Frostbite Falls, hard by Veronica Lake
Post Posted 14 Jan 2017 1:56 am     Reply with quote

Herb: is that Bob Wommack in the first pic, middle of the front row. Holding a trombone?

The only other guy I can ID in those photos is Bob Heppler---second from the right in the first pic--next to Tommy. That pic is supposed to be from 1952. That steel player looks highly familiar, but I'm stumped for the time being.

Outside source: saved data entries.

use crate::error::SortError;
use crate::metadata::PhotoEntry;
use crate::naming::{create_prefix, prefixed_name, strip_prefix};
use crate::reader::DirectoryListing;
use chrono::{DateTime, Local};
use serde::{Deserialize, Serialize};
use std::fs;
use std::io::{self, Write};
use std::path::{Path, PathBuf};
use tracing::{info, warn};

/// The single operation a run performs.
#[derive(Debug, Clone, Copy, Serialize, Deserialize, PartialEq, Eq)]
pub enum Mode {
    Normal,
    Test,
    Revert,
}

impl Mode {
    /// Revert wins over test; neither flag means a normal rename.
    pub fn select(revert: bool, test: bool) -> Self {
        match (revert, test) {
            (true, _) => Mode::Revert,
            (false, true) => Mode::Test,
            (false, false) => Mode::Normal,
        }
    }
}

#[derive(Debug, Clone, Serialize, Deserialize)]
pub struct OrderRow {
    pub ordinal: usize,
    pub prefix: String,
    pub original_name: String,
    pub target_name: String,
    pub timestamp: Option<DateTime<Local>>,
}

#[derive(Debug, Clone, Serialize, Deserialize, PartialEq, Eq)]
pub struct RenameOperation {
    pub from: PathBuf,
    pub to: PathBuf,
}

#[derive(Debug, Default)]
pub struct RunReport {
    pub renamed: Vec<RenameOperation>,
    pub skipped: usize,
    pub failures: Vec<SortError>,
}

impl RunReport {
    pub fn is_success(&self) -> bool {
        self.failures.is_empty()
    }
}

/// Rows describing what a normal run would do, in resolved order.
pub fn order_rows(entries: &[PhotoEntry], width: usize, separator: &str) -> Vec<OrderRow> {
    entries
        .iter()
        .enumerate()
        .map(|(index, entry)| {
            let ordinal = entry.ordinal.unwrap_or(index + 1);
            OrderRow {
                ordinal,
                prefix: create_prefix(ordinal, width),
                original_name: entry.original_name.clone(),
                target_name: prefixed_name(ordinal, width, separator, &entry.original_name),
                timestamp: entry.timestamp,
            }
        })
        .collect()
}

pub fn write_order_table<W: Write>(rows: &[OrderRow], out: &mut W) -> io::Result<()> {
    for row in rows {
        let taken = row
            .timestamp
            .map(|ts| ts.format("%Y-%m-%d %H:%M:%S").to_string())
            .unwrap_or_else(|| "-".to_string());
        writeln!(
            out,
            "{}  {} -> {}  ({taken})",
            row.prefix, row.original_name, row.target_name
        )?;
    }
    Ok(())
}

/// Prefixes every resolved entry with its ordinal. Failures are collected per
/// file; earlier renames stay applied.
pub fn apply_prefixes(entries: &[PhotoEntry], width: usize, separator: &str) -> RunReport {
    let mut report = RunReport::default();
    let rows = order_rows(entries, width, separator);
    for (row, entry) in rows.iter().zip(entries) {
        let target = sibling(&entry.path, &row.target_name);
        if utf8_file_name(&entry.path).is_none() {
            reject_non_utf8(&entry.path, &target, &mut report);
            continue;
        }
        if strip_prefix(&entry.original_name, separator, width).is_some() {
            warn!(file = %entry.original_name, "file already carries an ordinal prefix");
        }
        rename_one(&entry.path, &target, &mut report);
    }
    report
}

/// Strips ordinal prefixes from every matching photo in the listing.
///
/// Any run of leading digits counts, so prefixes written with a narrower
/// width are reverted too.
pub fn revert_prefixes(listing: &DirectoryListing, separator: &str) -> RunReport {
    let mut report = RunReport::default();
    for path in &listing.files {
        let Some(name) = utf8_file_name(path) else {
            let lossy = path
                .file_name()
                .map(|v| v.to_string_lossy().to_string())
                .unwrap_or_default();
            match strip_prefix(&lossy, separator, 1) {
                Some(original) => reject_non_utf8(path, &sibling(path, original), &mut report),
                None => report.skipped += 1,
            }
            continue;
        };
        let Some(original) = strip_prefix(name, separator, 1) else {
            report.skipped += 1;
            continue;
        };
        let target = sibling(path, original);
        rename_one(path, &target, &mut report);
    }
    report
}

fn utf8_file_name(path: &Path) -> Option<&str> {
    path.file_name().and_then(|name| name.to_str())
}

// Non-UTF-8 names are reported and never renamed.
fn reject_non_utf8(from: &Path, to: &Path, report: &mut RunReport) {
    let err = SortError::RenameFailed {
        from: from.to_path_buf(),
        to: to.to_path_buf(),
        reason: "file name is not valid UTF-8".to_string(),
    };
    warn!(error = %err, "rename failed");
    report.failures.push(err);
}

fn rename_one(from: &Path, to: &Path, report: &mut RunReport) {
    match try_rename(from, to) {
        Ok(()) => {
            info!(from = %from.display(), to = %to.display(), "renamed");
            report.renamed.push(RenameOperation {
                from: from.to_path_buf(),
                to: to.to_path_buf(),
            });
        }
        Err(err) => {
            warn!(error = %err, "rename failed");
            report.failures.push(err);
        }
    }
}

fn try_rename(from: &Path, to: &Path) -> Result<(), SortError> {
    let failed = |reason: String| SortError::RenameFailed {
        from: from.to_path_buf(),
        to: to.to_path_buf(),
        reason,
    };
    // fs::rename silently replaces an existing file on Unix.
    if fs::symlink_metadata(to).is_ok() {
        return Err(failed("target already exists".to_string()));
    }
    fs::rename(from, to).map_err(|err| failed(err.to_string()))
}

fn sibling(path: &Path, name: &str) -> PathBuf {
    path.parent()
        .map(|parent| parent.join(name))
        .unwrap_or_else(|| PathBuf::from(name))
}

Now that I reconsider, I'm pretty sure that's either Morey Amsterdam or Jimmy Dickens' older brother in the middle of the back row in that first pic.

Heppler played piano and also spent time in Blackie Crawford's Western Cherokees band at the same time as Bobby Black--maybe mid-1953 into 1954? Bobby told me that Heppler was also the bus driver in that band.

The Tierney brothers were exceptional--Mancel is my fave western swing piano player and I think Louie doubled on fiddle and sax.

I saw Glen Rhees at one of the Sacramento Western Swing shindigs, probably around 1990. He was deeply into Parkinson's disease at the time. It was heartbreaking to see. I cannot remember if he played that day, but I do recall him stepping down from the bandstand--perhaps only from an introduction.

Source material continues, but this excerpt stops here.